L’Assessore ha replicato che l’iniziativa è disciplinata da un accordo di programma sottoscritto il 27 luglio del 2011 dal Comune di Forni di Sopra e da Promotur e da un investitore privato, e trova la sua motivazione nell’impegno della parte privata di realizzare 160 posti letto alberghieri, con la ristrutturazione dell’ex colonia Oda, ed altri 40 posti in annessa struttura in Aparthotel; confermando, di fatto, un accordo pubblico-privato con cui il primo finanzia un’iniziativa, quella della cabinovia, che permette al secondo di portare a vanti la sua speculazione.

Per la costruzione della cabinovia la Regione nel 2007 aveva postato 6.5 milioni di euro diventati poi 10.543.500grazie a risorse aggiuntive reperite dall’Assessore.

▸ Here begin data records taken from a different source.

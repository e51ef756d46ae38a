//! Low level helpers shared by the workbook readers.
pub(crate) mod biff8;
pub(crate) mod cfb;
pub(crate) mod reader;
pub(crate) mod string;
pub(crate) mod xml;
pub(crate) mod zip;
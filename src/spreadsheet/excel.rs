//! Office Open XML package helpers
use crate::error::InvoiceSheetError;
use crate::helpers::reader::SourceReader;
use crate::helpers::xml::XmlNodeHelper;
use crate::helpers::zip::ZipHelper;
use crate::match_xml_events;
use crate::spreadsheet::cell::CellType;
use crate::spreadsheet::SpreadsheetError;
use quick_xml::events::Event;
use std::collections::HashMap;
use zip::ZipArchive;

/// XML tag name for relationship elements in Excel files
const TAG_RELATIONSHIP: &[u8] = b"Relationship";

/// Loads worksheet relationships (relationship id → part path).
pub(super) fn load_relationships(zip: &mut ZipArchive<SourceReader>, path: &str) -> Result<HashMap<String, String>, InvoiceSheetError> {
    let mut reader = zip.xml_reader(path)?
        .ok_or_else(|| SpreadsheetError::FileError(path.to_string()))?;
    let mut relationships: HashMap<String, String> = HashMap::new();
    match_xml_events!(reader => {
        Event::Start(event) if event.local_name().as_ref() == TAG_RELATIONSHIP => {
            let id = event.get_attribute_value("Id")?;
            let kind = event.get_attribute_value("Type")?;
            let target = event.get_attribute_value("Target")?;
            // Only worksheet relationships
            if kind.map(|it| it.ends_with("/worksheet")).unwrap_or(true) {
                if let Some((id, target)) = id.zip(target) {
                    relationships.insert(id.to_string(), to_zip_path(&target));
                }
            }
        }
    });
    Ok(relationships)
}

/// Maps the style index table (`cellXfs`) to cell types using custom and built-in formats.
pub(super) fn load_number_formats(format_indexes: Vec<String>, custom_formats: HashMap<String, CellType>, is_1904: bool) -> Vec<CellType> {
    format_indexes
        .iter()
        .map(|id| {
            custom_formats
                .get(id)
                .copied()
                .or_else(|| CellType::parse_builtin_number_format_id(id, is_1904))
                .unwrap_or(CellType::Number)
        })
        .collect()
}

/// Normalizes a relationship target to a path inside the package.
pub(super) fn to_zip_path(path: &str) -> String {
    if let Some(stripped) = path.strip_prefix('/') {
        stripped.to_string()
    } else if path.starts_with("xl/") {
        path.to_string()
    } else {
        format!("xl/{path}")
    }
}
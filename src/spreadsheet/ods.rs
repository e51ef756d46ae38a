use crate::error::InvoiceSheetError;
use crate::helpers::reader::SourceReader;
use crate::helpers::xml::XmlNodeHelper;
use crate::helpers::xml::XmlTextContextHelper;
use crate::helpers::zip::ZipHelper;
use crate::match_xml_events;
use crate::spreadsheet::cell::Cell;
use crate::spreadsheet::cell::CellType;
use crate::spreadsheet::reference::MAX_COLUMNS;
use crate::spreadsheet::reference::MAX_ROWS;
use crate::spreadsheet::sheet::Sheet;
use crate::spreadsheet::Spreadsheet;
use crate::spreadsheet::SpreadsheetError;
use quick_xml::events::Event;
use quick_xml::name::QName;
use std::io::Read;
use zip::ZipArchive;

/// ODS file MIME type identifier
const MIME_TYPE: &[u8] = b"application/vnd.oasis.opendocument.spreadsheet";
/// XML element name for table (sheet)
const TABLE: QName = QName(b"table:table");
/// XML element name for table row
const TABLE_ROW: QName = QName(b"table:table-row");
/// XML element name for table cell
const TABLE_CELL: QName = QName(b"table:table-cell");
/// XML element name for covered table cell (merged cells)
const TABLE_COVERED_CELL: QName = QName(b"table:covered-table-cell");
/// XML element name for annotations (comments)
const ANNOTATION: QName = QName(b"office:annotation");
/// XML element name for paragraph text
const PARAGRAPH: QName = QName(b"text:p");
/// XML element name for string (space) text
const STRING: QName = QName(b"text:s");
/// Manifest entry and its encryption marker
const FILE_ENTRY: QName = QName(b"manifest:file-entry");
const ENCRYPTION_DATA: QName = QName(b"manifest:encryption-data");
/// Most cells one table may expand to
const MAX_SHEET_CELLS: usize = 1 << 20;
/// Most characters one cell text may hold
const MAX_CELL_TEXT: usize = 32_767;

/// An OpenDocument spreadsheet (.ods)
pub(crate) struct OdsSpreadsheet {
    /// Workbook name (file name or upload name)
    pub(crate) name: String,
    /// ZIP package containing the document parts
    zip: ZipArchive<SourceReader>,
    /// Table names in document order
    sheets: Vec<String>,
}

impl OdsSpreadsheet {
    /// Validates the MIME type and encryption state of an opened package
    ///
    /// # Arguments
    /// * `name` - Workbook name used in error messages
    /// * `zip` - Package holding `content.xml`
    ///
    /// # Returns
    /// * `Result<OdsSpreadsheet, InvoiceSheetError>` - The document with its table
    ///   names, or an unsupported, password protected or empty workbook error
    pub(crate) fn open(name: &str, mut zip: ZipArchive<SourceReader>) -> Result<Self, InvoiceSheetError> {
        if !has_spreadsheet_mime(&mut zip)? {
            Err(SpreadsheetError::UnsupportedFormat(name.to_owned()))?;
        }
        if is_password_protected(&mut zip)? {
            Err(SpreadsheetError::PasswordProtectedError(name.to_owned()))?;
        }
        let sheets = load_table_names(&mut zip)?;
        if sheets.is_empty() {
            Err(SpreadsheetError::SpreadsheetEmptyError(name.to_owned()))?
        }
        Ok(OdsSpreadsheet {
            name: name.to_owned(),
            zip,
            sheets,
        })
    }
}

impl Spreadsheet for OdsSpreadsheet {
    fn name(&self) -> String {
        self.name.to_owned()
    }

    fn sheet_names(&self) -> Vec<String> {
        self.sheets.to_owned()
    }

    /// Reads the first `table:table` of `content.xml`, expanding repeated rows and columns.
    ///
    /// Repeated blank cells only advance the position. Repeated value cells are
    /// materialised, and a repetition reaching past row 1,048,576, column 16,384
    /// or the per-table cell allowance fails with
    /// [`SpreadsheetError::SheetTooLargeError`].
    fn read_first_sheet(&mut self) -> Result<Sheet, InvoiceSheetError> {
        let mut reader = self.zip
            .xml_reader("content.xml")?
            .ok_or_else(|| SpreadsheetError::FileError("content.xml".to_owned()))?;

        let mut sheet = None::<Sheet>;
        let mut row = 0usize;
        let mut col = 0usize;
        let mut row_count = 1usize;
        let mut col_count = 1usize;
        let mut kind = CellType::default();
        let mut value = String::new();
        let mut element_context = false; // Inside a string cell's paragraphs
        let mut comment_context = false; // Inside an annotation of that cell
        match_xml_events!(reader => {
            Event::Start(event) if sheet.is_none() && event.name() == TABLE => {
                let name = event.get_attribute_value("table:name")?.unwrap_or_default();
                sheet = Some(Sheet::new(&name));
            }
            Event::End(event) if event.name() == TABLE => break,
            Event::Start(event) if sheet.is_some() && event.name() == TABLE_ROW => {
                row_count = event.parse_attribute_value("table:number-rows-repeated")?.unwrap_or(1);
                col = 0;
            }
            Event::End(event) if sheet.is_some() && event.name() == TABLE_ROW => {
                row = row.saturating_add(row_count).min(MAX_ROWS);
            }
            Event::Start(event) if sheet.is_some() && (event.name() == TABLE_CELL || event.name() == TABLE_COVERED_CELL) => {
                value.clear();
                col_count = event.parse_attribute_value::<usize>("table:number-columns-repeated")?.unwrap_or(1);
                let value_type = event.get_attribute_value("office:value-type")?;
                kind = match value_type.as_deref() {
                    Some("boolean") => CellType::Boolean,
                    Some("date") => CellType::IsoDateTime,
                    Some("time") => CellType::IsoDuration,
                    Some("string") => {
                        let is_error = event.get_attribute_value("calcext:value-type")?
                            .map(|cow| cow == "error")
                            .unwrap_or(false);
                        if is_error { CellType::Error } else { CellType::InlineString }
                    }
                    Some(_) => CellType::Number,
                    None => CellType::Empty,
                };
                match kind {
                    CellType::InlineString | CellType::Error => element_context = true,
                    CellType::Boolean => {
                        let truthy = event.get_attribute_value("office:boolean-value")?
                            .map(|cow| cow != "false" && cow != "0")
                            .unwrap_or(false);
                        value.push_str(if truthy { "1" } else { "0" });
                    }
                    CellType::IsoDateTime => if let Some(data) = event.get_attribute_value("office:date-value")? {
                        value.push_str(&data);
                    },
                    CellType::IsoDuration => if let Some(data) = event.get_attribute_value("office:time-value")? {
                        value.push_str(&data);
                    },
                    CellType::Number => if let Some(data) = event.get_attribute_value("office:value")? {
                        value.push_str(&data);
                    },
                    _ => (),
                }
            }
            Event::End(event) if event.name() == TABLE_CELL || event.name() == TABLE_COVERED_CELL => {
                if let Some(sheet) = sheet.as_mut() {
                    if kind != CellType::Empty && !value.is_empty() {
                        let row_end = row.checked_add(row_count).filter(|end| *end <= MAX_ROWS);
                        let col_end = col.checked_add(col_count).filter(|end| *end <= MAX_COLUMNS);
                        let expanded = sheet.cells.len().saturating_add(row_count.saturating_mul(col_count));
                        let (row_end, col_end) = match (row_end, col_end) {
                            (Some(row_end), Some(col_end)) if expanded <= MAX_SHEET_CELLS => (row_end, col_end),
                            _ => Err(SpreadsheetError::SheetTooLargeError(self.name.to_owned()))?,
                        };
                        for cell_row in row..row_end {
                            for cell_col in col..col_end {
                                sheet.push(Cell {
                                    row: cell_row,
                                    col: cell_col,
                                    kind,
                                    value: value.to_owned(),
                                });
                            }
                        }
                    }
                }
                col = col.saturating_add(col_count).min(MAX_COLUMNS);
                element_context = false;
                comment_context = false;
            }
            Event::Start(event) if element_context && event.name() == ANNOTATION => comment_context = true,
            Event::End(event) if element_context && event.name() == ANNOTATION => comment_context = false,
            Event::Start(event) if element_context && !comment_context && event.name() == PARAGRAPH => {
                if !value.is_empty() {
                    value.push('\n');
                }
            }
            Event::Start(event) if element_context && !comment_context && event.name() == STRING => {
                let count = event.parse_attribute_value::<usize>("text:c")?.unwrap_or(1);
                value.extend(std::iter::repeat(' ').take(count.min(MAX_CELL_TEXT)));
            }
            Event::Text(event) if element_context && !comment_context => value.push_bytes_text(&event)?,
            Event::GeneralRef(event) if element_context && !comment_context => value.push_bytes_ref(&event)?,
        });

        sheet.ok_or_else(|| SpreadsheetError::SpreadsheetEmptyError(self.name.to_owned()).into())
    }
}

/// Checks the `mimetype` part, when present, names an OpenDocument spreadsheet
fn has_spreadsheet_mime(zip: &mut ZipArchive<SourceReader>) -> Result<bool, InvoiceSheetError> {
    if let Some(file) = &mut zip.file("mimetype")? {
        let mut buffer = Vec::with_capacity(MIME_TYPE.len());
        file.read_to_end(&mut buffer)?;
        return Ok(buffer.trim_ascii() == MIME_TYPE);
    }
    Ok(true)
}

/// Collects the `table:name` of every table in `content.xml`
fn load_table_names(zip: &mut ZipArchive<SourceReader>) -> Result<Vec<String>, InvoiceSheetError> {
    let mut reader = zip.xml_reader("content.xml")?
        .ok_or_else(|| SpreadsheetError::FileError("content.xml".to_owned()))?;
    let mut names = Vec::<String>::new();
    match_xml_events!(reader => {
        Event::Start(event) if event.name() == TABLE => {
            names.push(event.get_attribute_value("table:name")?.unwrap_or_default().to_string());
        }
    });
    Ok(names)
}

/// Checks if any manifest entry carries encryption data
///
/// # Returns
/// * `Result<bool>` - `true` when a `manifest:file-entry` holds
///   `manifest:encryption-data`, `false` without a manifest
fn is_password_protected(zip: &mut ZipArchive<SourceReader>) -> Result<bool, InvoiceSheetError> {
    let mut reader = match zip.xml_reader("META-INF/manifest.xml")? {
        Some(reader) => reader,
        None => return Ok(false),
    };
    let mut in_file_entry = false;
    match_xml_events!(reader => {
        Event::Start(event) if event.name() == FILE_ENTRY => in_file_entry = true,
        Event::End(event) if event.name() == FILE_ENTRY => in_file_entry = false,
        Event::Start(event) if in_file_entry && event.name() == ENCRYPTION_DATA => return Ok(true),
    });
    Ok(false)
}
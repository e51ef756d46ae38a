//! Command line interface: argument definitions and dispatch

pub mod commands;

pub use commands::{extract, serve};

use crate::config::{Config, DEFAULT_MAX_UPLOAD_BYTES};
use crate::invoice::MatchPolicy;
use clap::{Parser, Subcommand};
use std::path::PathBuf;

#[derive(Parser, Debug)]
#[command(name = "invoice-sheet")]
#[command(about = "Extract invoice records from loosely formatted spreadsheets")]
#[command(long_about = "Invoice Sheet - extract invoice records from supplier workbooks

The first sheet of an .xlsx, .xls or .ods workbook is scanned for:
  - the invoicing month in cell A1
  - a block of '<Currency> Rate' / value pairs from row 3
  - a header row naming every mandatory field, followed by invoice lines

COMMANDS:
  extract  - Print the extracted invoice data of a workbook as JSON
  serve    - Run the HTTP upload service (POST /api/v1/upload)

EXAMPLES:
  invoice-sheet extract march.xlsx --month 2024-03 --pretty
  invoice-sheet extract march.ods --month 2024-03 --field Customer --field Status
  invoice-sheet serve --host 0.0.0.0 --port 3000")]
#[command(version)]
pub struct Cli {
    #[command(subcommand)]
    pub command: Commands,
}

#[derive(Subcommand, Debug)]
pub enum Commands {
    /// Extract invoice data from a workbook file
    Extract {
        /// Workbook file (.xlsx, .xlsm, .xls, .ods)
        file: PathBuf,

        /// Invoicing month the sheet must belong to (YYYY-MM)
        #[arg(short, long)]
        month: String,

        #[command(flatten)]
        engine: EngineArgs,

        /// Pretty-print the JSON output
        #[arg(short, long)]
        pretty: bool,
    },

    /// Run the HTTP upload service
    Serve {
        /// Host address to bind to (use 0.0.0.0 for all interfaces)
        #[arg(short = 'H', long, default_value = "127.0.0.1", env = "INVOICE_SHEET_HOST")]
        host: String,

        /// Port to listen on
        #[arg(short, long, default_value_t = 3000, env = "INVOICE_SHEET_PORT")]
        port: u16,

        /// Largest accepted upload body in bytes
        #[arg(long, default_value_t = DEFAULT_MAX_UPLOAD_BYTES, env = "INVOICE_SHEET_MAX_UPLOAD_BYTES")]
        max_upload_bytes: usize,

        #[command(flatten)]
        engine: EngineArgs,
    },
}

#[derive(clap::Args, Debug)]
pub struct EngineArgs {
    /// Mandatory field (repeatable); defaults to the nine invoice sheet fields
    #[arg(short, long = "field", value_delimiter = ',', env = "INVOICE_SHEET_FIELDS")]
    pub fields: Vec<String>,

    /// How column labels are matched against fields: substring or exact
    #[arg(long, default_value_t = MatchPolicy::Substring, env = "INVOICE_SHEET_MATCH_POLICY")]
    pub match_policy: MatchPolicy,
}

impl EngineArgs {
    /// Overrides the engine settings of `config` with the given arguments
    pub fn apply(self, config: &mut Config) {
        if !self.fields.is_empty() {
            config.mandatory_fields = self.fields;
        }
        config.match_policy = self.match_policy;
    }
}

/// Runs the parsed command line to completion.
pub async fn run(cli: Cli) -> anyhow::Result<()> {
    let mut config = Config::default();

    match cli.command {
        Commands::Extract {
            file,
            month,
            engine,
            pretty,
        } => {
            engine.apply(&mut config);
            let json = tokio::task::spawn_blocking(move || extract(&file, &month, &config, pretty)).await??;
            println!("{}", json);
            Ok(())
        }

        Commands::Serve {
            host,
            port,
            max_upload_bytes,
            engine,
        } => {
            engine.apply(&mut config);
            config.host = host;
            config.port = port;
            config.max_upload_bytes = max_upload_bytes;
            serve(config).await
        }
    }
}
//! XML parsing utilities shared by the xlsx and ods readers
//! Provides a pull reader wrapper and helper traits for attribute and text processing

use crate::error::InvoiceSheetError;
use quick_xml::escape::resolve_xml_entity;
use quick_xml::events::BytesRef;
use quick_xml::events::BytesStart;
use quick_xml::events::BytesText;
use quick_xml::events::Event;
use quick_xml::Reader;
use std::borrow::Cow;
use std::io::BufRead;
use std::str::FromStr;
use thiserror::Error;

/// Errors specific to XML parsing operations
#[derive(Error, Debug)]
pub enum XmlError {
    #[error("Parse entity '{0}' failed")]
    ParseEntityError(String),

    #[error("Parse attribute '{name}' value '{value}' failed")]
    ParseAttributeValueError { name: String, value: String },
}

/// Pull reader over a workbook part, configured for cell markup
pub(crate) struct XmlReader<R: BufRead> {
    reader: Reader<R>,
    buffer: Vec<u8>,
}

impl<R: BufRead> XmlReader<R> {
    pub(crate) fn new(buf_reader: R) -> XmlReader<R> {
        let mut reader = Reader::from_reader(buf_reader);
        let config = reader.config_mut();
        config.check_comments = false;
        config.check_end_names = false;
        config.expand_empty_elements = true;
        config.trim_text(false);

        let buffer = Vec::with_capacity(1024);
        XmlReader { reader, buffer }
    }

    /// Reads the next XML event, `None` at end of document
    pub(crate) fn next(&'_ mut self) -> Result<Option<Event<'_>>, InvoiceSheetError> {
        self.buffer.clear();
        match self.reader.read_event_into(&mut self.buffer) {
            Ok(Event::Eof) => Ok(None),
            Ok(event) => Ok(Some(event)),
            Err(error) => Err(InvoiceSheetError::XmlError(error)),
        }
    }
}

/// Attribute lookup on start tags
pub(crate) trait XmlNodeHelper<'a> {
    /// Gets the unescaped value of an attribute by qualified name
    fn get_attribute_value(&'a self, name: &str) -> Result<Option<Cow<'a, str>>, InvoiceSheetError>;

    /// Parses an attribute value to the specified type
    fn parse_attribute_value<T: FromStr>(&'a self, name: &str) -> Result<Option<T>, InvoiceSheetError>;
}

impl<'a> XmlNodeHelper<'a> for BytesStart<'a> {
    fn get_attribute_value(&'a self, name: &str) -> Result<Option<Cow<'a, str>>, InvoiceSheetError> {
        match self.try_get_attribute(name)? {
            Some(attribute) => Ok(Some(attribute.unescape_value()?)),
            None => Ok(None),
        }
    }

    fn parse_attribute_value<T: FromStr>(&'a self, name: &str) -> Result<Option<T>, InvoiceSheetError> {
        match self.get_attribute_value(name)? {
            Some(value) => value.parse::<T>().map(Some).map_err(|_| {
                XmlError::ParseAttributeValueError {
                    name: name.to_owned(),
                    value: value.to_string(),
                }
                .into()
            }),
            None => Ok(None),
        }
    }
}

/// Helper trait for accumulating text content from XML events
pub(crate) trait XmlTextContextHelper {
    /// Appends text content from a text event
    fn push_bytes_text(&mut self, text: &BytesText) -> Result<(), InvoiceSheetError>;

    /// Appends an entity or character reference (`&amp;`, `&#x41;`)
    fn push_bytes_ref(&mut self, bytes: &BytesRef) -> Result<(), InvoiceSheetError>;
}

impl XmlTextContextHelper for String {
    fn push_bytes_text(&mut self, text: &BytesText) -> Result<(), InvoiceSheetError> {
        self.push_str(&text.xml_content()?);
        Ok(())
    }

    fn push_bytes_ref(&mut self, bytes: &BytesRef) -> Result<(), InvoiceSheetError> {
        let raw = bytes.xml_content()?;
        if let Some(number) = raw.strip_prefix('#') {
            let code = if let Some(hex) = number.strip_prefix('x') {
                u32::from_str_radix(hex, 16)?
            } else {
                number.parse::<u32>()?
            };
            if let Some(character) = char::from_u32(code) {
                self.push(character);
            }
        } else if let Some(entity) = resolve_xml_entity(&raw) {
            self.push_str(entity);
        } else {
            Err(XmlError::ParseEntityError(raw.to_string()))?;
        }

        Ok(())
    }
}

#[macro_export]
macro_rules! match_xml_events {
    ($reader:expr => { $($arms:tt)* }) => {
        while let Some(result) = $reader.next()? {
            match result {
                Event::Eof => break,
                $($arms)*
                _ => (),
            }
        }
    };
}

#[cfg(test)]
mod tests {
    use super::*;

    fn collect_text(xml: &str) -> Result<String, InvoiceSheetError> {
        let mut reader = XmlReader::new(xml.as_bytes());
        let mut text = String::new();
        match_xml_events!(reader => {
            Event::Text(event) => text.push_bytes_text(&event)?,
            Event::GeneralRef(event) => text.push_bytes_ref(&event)?,
        });
        Ok(text)
    }

    #[test]
    fn test_text_with_references() {
        assert_eq!(collect_text("<t>Fish &amp; Chips</t>").unwrap(), "Fish & Chips");
        assert_eq!(collect_text("<t>&#65;&#x42;C</t>").unwrap(), "ABC");
    }

    #[test]
    fn test_attribute_helpers() {
        let mut reader = XmlReader::new(r#"<c r="B2" s="3" t="s"/>"#.as_bytes());
        let event = reader.next().unwrap().unwrap();
        match event {
            Event::Start(event) => {
                assert_eq!(event.get_attribute_value("r").unwrap().as_deref(), Some("B2"));
                assert_eq!(event.parse_attribute_value::<usize>("s").unwrap(), Some(3));
                assert_eq!(event.get_attribute_value("missing").unwrap(), None);
                assert!(event.parse_attribute_value::<usize>("t").is_err());
            }
            _ => panic!("expected start event"),
        }
    }
}
/// Invoice sheet for March 2024: rate block at rows 3-4, header at row 7
pub fn invoice_rows<'a>() -> Vec<Vec<Value<'a>>> {
    vec![
        vec![Date("2024-03-01", "45352")],
        vec![],
        vec![Text("USD Rate"), Number("1")],
        vec![Text("EUR Rate"), Number("0.9")],
        vec![Text("Notes"), Text("Rates as of 1 March")],
        vec![],
        texts(&HEADER),
        vec![
            Text("ACME"), Text("C-100"), Text("Audit"), Number("1"), Number("100"),
            Text("EUR"), Number("100"), Text("EUR"), Text("Ready"),
        ],
        vec![
            Text("Globex"), Text("C-200"), Text("Audit"), Number("2"), Number("10"),
            Text("USD"), Number("20"), Text("USD"), Text("Draft"),
        ],
        vec![
            Text("Initech"), Text("C-300"), Text("Review"), Number("1"), Number("50"),
            Text("GBP"), Number("50"), Text("GBP"), Text("READY"),
        ],
        vec![
            Text(""), Text("C-400"), Text("Review"), Number("4"), Number("25"),
            Text("USD"), Number("100"), Text("USD"), Text("ready"),
        ],
    ]
}

fn column_name(col: usize) -> String {
    let mut name = String::new();
    let mut index = col + 1;
    while index > 0 {
        let remainder = (index - 1) % 26;
        name.insert(0, (b'A' + remainder as u8) as char);
        index = (index - 1) / 26;
    }
    name
}

fn escape(text: &str) -> String {
    text.replace('&', "&amp;").replace('<', "&lt;").replace('>', "&gt;")
}

/// Writes `(name, content)` parts into a ZIP archive
pub fn zip_parts(parts: &[(&str, String)], stored_first: bool) -> Vec<u8> {
    let mut writer = ZipWriter::new(Cursor::new(Vec::new()));
    for (index, (name, content)) in parts.iter().enumerate() {
        let method = if stored_first && index == 0 {
            CompressionMethod::Stored
        } else {
            CompressionMethod::Deflated
        };
        let options = SimpleFileOptions::default().compression_method(method);
        writer.start_file(*name, options).unwrap();
        writer.write_all(content.as_bytes()).unwrap();
    }
    writer.finish().unwrap().into_inner()
}

/// Builds an `.xlsx` package whose first sheet holds `rows`.
/// Dates use style 1 (built-in format 14).
pub fn xlsx(rows: &[Vec<Value>], dimension: Option<&str>) -> Vec<u8> {
    let mut shared = Vec::<String>::new();
    let mut sheet_data = String::new();
    for (row, cells) in rows.iter().enumerate() {
        sheet_data.push_str(&format!(r#"<row r="{}">"#, row + 1));
        for (col, value) in cells.iter().enumerate() {
            let reference = format!("{}{}", column_name(col), row + 1);
            match value {
                Text("") => {}
                Text(text) => {
                    shared.push(escape(text));
                    sheet_data.push_str(&format!(r#"<c r="{}" t="s"><v>{}</v></c>"#, reference, shared.len() - 1));
                }
                Number(number) => sheet_data.push_str(&format!(r#"<c r="{}"><v>{}</v></c>"#, reference, number)),
                Date(_, serial) => sheet_data.push_str(&format!(r#"<c r="{}" s="1"><v>{}</v></c>"#, reference, serial)),
            }
        }
        sheet_data.push_str("</row>");
    }
    let dimension = dimension
        .map(|reference| format!(r#"<dimension ref="{}"/>"#, reference))
        .unwrap_or_default();
    let worksheet = format!(
        r#"<?xml version="1.0" encoding="UTF-8" standalone="yes"?>
<worksheet xmlns="http://schemas.openxmlformats.org/spreadsheetml/2006/main">{}<sheetData>{}</sheetData></worksheet>"#,
        dimension, sheet_data
    );
    xlsx_package(&worksheet, &shared)
}

/// Wraps a raw worksheet part and shared strings into an `.xlsx` package
pub fn xlsx_package(worksheet: &str, shared: &[String]) -> Vec<u8> {
    let shared_strings = format!(
        r#"<?xml version="1.0" encoding="UTF-8" standalone="yes"?>
<sst xmlns="http://schemas.openxmlformats.org/spreadsheetml/2006/main" count="{0}" uniqueCount="{0}">{1}</sst>"#,
        shared.len(),
        shared.iter().map(|text| format!("<si><t>{}</t></si>", text)).collect::<String>()
    );
    zip_parts(
        &[
            ("[Content_Types].xml", r#"<?xml version="1.0" encoding="UTF-8"?>
<Types xmlns="http://schemas.openxmlformats.org/package/2006/content-types">
<Default Extension="xml" ContentType="application/xml"/>
<Override PartName="/xl/workbook.xml" ContentType="application/vnd.openxmlformats-officedocument.spreadsheetml.sheet.main+xml"/>
</Types>"#.to_string()),
            ("xl/workbook.xml", r#"<?xml version="1.0" encoding="UTF-8" standalone="yes"?>
<workbook xmlns="http://schemas.openxmlformats.org/spreadsheetml/2006/main" xmlns:r="http://schemas.openxmlformats.org/officeDocument/2006/relationships">
<workbookPr/><sheets><sheet name="Invoices" sheetId="1" r:id="rId1"/><sheet name="Archive" sheetId="2" r:id="rId2"/></sheets></workbook>"#.to_string()),
            ("xl/_rels/workbook.xml.rels", r#"<?xml version="1.0" encoding="UTF-8" standalone="yes"?>
<Relationships xmlns="http://schemas.openxmlformats.org/package/2006/relationships">
<Relationship Id="rId1" Type="http://schemas.openxmlformats.org/officeDocument/2006/relationships/worksheet" Target="worksheets/sheet1.xml"/>
<Relationship Id="rId2" Type="http://schemas.openxmlformats.org/officeDocument/2006/relationships/worksheet" Target="worksheets/sheet2.xml"/>
<Relationship Id="rId3" Type="http://schemas.openxmlformats.org/officeDocument/2006/relationships/styles" Target="styles.xml"/>
</Relationships>"#.to_string()),
            ("xl/styles.xml", r#"<?xml version="1.0" encoding="UTF-8" standalone="yes"?>
<styleSheet xmlns="http://schemas.openxmlformats.org/spreadsheetml/2006/main">
<cellXfs count="2"><xf numFmtId="0"/><xf numFmtId="14" applyNumberFormat="1"/></cellXfs></styleSheet>"#.to_string()),
            ("xl/sharedStrings.xml", shared_strings),
            ("xl/worksheets/sheet1.xml", worksheet.to_string()),
            ("xl/worksheets/sheet2.xml", r#"<?xml version="1.0" encoding="UTF-8" standalone="yes"?>
<worksheet xmlns="http://schemas.openxmlformats.org/spreadsheetml/2006/main"><sheetData><row r="1"><c r="A1" t="inlineStr"><is><t>2023-12</t></is></c></row></sheetData></worksheet>"#.to_string()),
        ],
        false,
    )
}

/// Builds an `.ods` package whose first table holds `rows`
pub fn ods(rows: &[Vec<Value>]) -> Vec<u8> {
    let mut table = String::new();
    for cells in rows {
        table.push_str("<table:table-row>");
        if cells.is_empty() {
            table.push_str("<table:table-cell/>");
        }
        for value in cells {
            match value {
                Text("") => table.push_str("<table:table-cell/>"),
                Text(text) => table.push_str(&format!(
                    r#"<table:table-cell office:value-type="string"><text:p>{}</text:p></table:table-cell>"#,
                    escape(text)
                )),
                Number(number) => table.push_str(&format!(
                    r#"<table:table-cell office:value-type="float" office:value="{0}"><text:p>{0}</text:p></table:table-cell>"#,
                    number
                )),
                Date(date, _) => table.push_str(&format!(
                    r#"<table:table-cell office:value-type="date" office:date-value="{0}"><text:p>{0}</text:p></table:table-cell>"#,
                    date
                )),
            }
        }
        table.push_str("</table:table-row>");
    }
    ods_package(&table)
}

La costruzione di 48 nuovi alloggi per ulteriori 36.000 mc che vanno ad aggiungersi ai 20.000 già esistenti della ex colona ODA avranno come unico effetto quello di rovinare per sempre l’ambiente, unico vero patrimonio della montagna.

E lo stesso Assessore nella replica ammette candidamente che i motivi dello scempio sono prettamente economici, infatti dice: <<Infine , per quanto riguarda la localizzazione della struttura ricettiva, giova ricordare che l’ex colonia è si defilata rispetto al centro del paese ma è collocata in sito di grande pregio ambientale, di fronte allo scenario delle Dolomiti Friulane, patrimonio dell’Umanità, e ciò rappresenta un valore commerciale unico >>

Spingere per lo sviluppo di una zona defilata rispetto al centro equivale a programmare la morte delle attività produttive/commerciali del centro, soprattutto se si parla di un piccolo paese di montagna come Forni di Sopra.

Se a questo si aggiungono le numerosissime case vuote, le seconde e terze case vendute perlopiù a non residenti, si comprende come la vera operazione di salvataggio della montagna e delle sue popolazioni consista nell’impegnare tutti quei milioni di euro in agevolazioni fiscali per gli artigiani e le imprese ivi insediate, nel mantenere scuole, uffici, poste, presidi sanitari e quant’altro renda meno disagevole la vita in tali zone.

Non è con il turismo concentrato in 30 gg all’anno che un paese può restare vivo, abbiamo l’obbligo di facilitare la vita delle popolazioni della montagna per 365 gg anno sfruttando in modo intelligente le bellezze del luogo e non distruggendole.